Here Daskalos’s model touches our craft. If mental, general and physical symptoms all arise from one structure, then their unity in the image of the remedy is not a methodological convention. It follows from how the human being is built. What the patient thinks and feels, and how the state shows up in the body, belong to one layer. When we look for the image of the remedy, we do not combine three separate domains. We read one expression on three levels.

The Erevna as a Discipline of Experience

The community Daskalos led called itself the Researchers of Truth. The Greek word Erevna means research. It was not belief in ready-made dogmas, but a practical discipline meant to bring a person to direct experience of higher levels of consciousness. Knowledge here is not handed over as a set of claims to accept. It is acquired through one’s own work and verified by one’s own experience.

This is close to what we aim at on Quintessence Forum. A shift in worldview will not come from accepting a new list of truths. It comes when we change the way we know. Daskalos’s school is an example of a tradition that put experience and practice before the authority of the text.

Everything Is Mind

Behind the whole book stands one sentence. Mind is the substance from which all dimensions of existence are woven. On this view matter is not the ground of the world, but one of its expressions. Daskalos reached this conclusion through experience rather than through argument.

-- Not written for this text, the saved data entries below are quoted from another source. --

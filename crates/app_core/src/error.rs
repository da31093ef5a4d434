//! Application error types

use thiserror::Error;

/// Main application error type
#[derive(Error, Debug)]
pub enum AppError {
    #[error("File I/O error: {0}")]
    Io(#[from] std::io::Error),

    #[error("Tag catalog error: {0}")]
    Catalog(String),

    #[error("Backend process error: {0}")]
    Bridge(String),

    /// Unreadable config file; startup continues with defaults
    #[error("Configuration error: {0}")]
    Config(String),
}

impl AppError {
    /// Get a user-friendly message
    pub fn user_message(&self) -> String {
        match self {
            AppError::Bridge(msg) => format!("Backend unavailable: {}", msg),
            _ => self.to_string(),
        }
    }
}

impl From<ureq::Error> for AppError {
    fn from(e: ureq::Error) -> Self {
        AppError::Catalog(e.to_string())
    }
}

This is where his tradition meets contemporary philosophy of mind. The idealism to which part of today’s debate is returning says the same thing in another language. If consciousness is primary and matter derived, then the inner world is not a weaker version of the physical world, but its foundation. For a healer this has a direct consequence. Working with the mental and emotional level of the patient is not working on a layer built on top of the body. It is working with the ground from which the body arises.

Theosis and Service

The model has its developmental arc. Karma is the law of cause and effect, reincarnation is a means of learning, and the goal is Theosis, union with the Absolute while keeping one’s uniqueness. The book records a detail worth noting. Great masters who reach the threshold of Theosis and could enter often postpone it, because they want to stay and help others. The higher a person ascends, the greater the love and compassion, and the greater the readiness to serve.

This is the ethical core of the whole tradition, and it gives meaning to our work. Healing and the growth of consciousness are not ends in themselves. They are preparation for service. Whoever grows, grows in order to give more.

Why It Matters for Us

Fire in the Heart is not a textbook, and its claims cannot be taken as established fact. It is a portrait of a living mystical tradition, seen through the eyes of a sociologist who neither surrendered to it nor accepted it uncritically. For a healer several things in it are worth thinking through. That the one who heals is the deeper self, not the temporary personality. That the healer is a conductor, not a source, and the condition is the wish to serve. That thoughts and feelings are real structures which shape the person on all levels at once. And that working with the patient’s inner world is working with the ground, not with something added on top.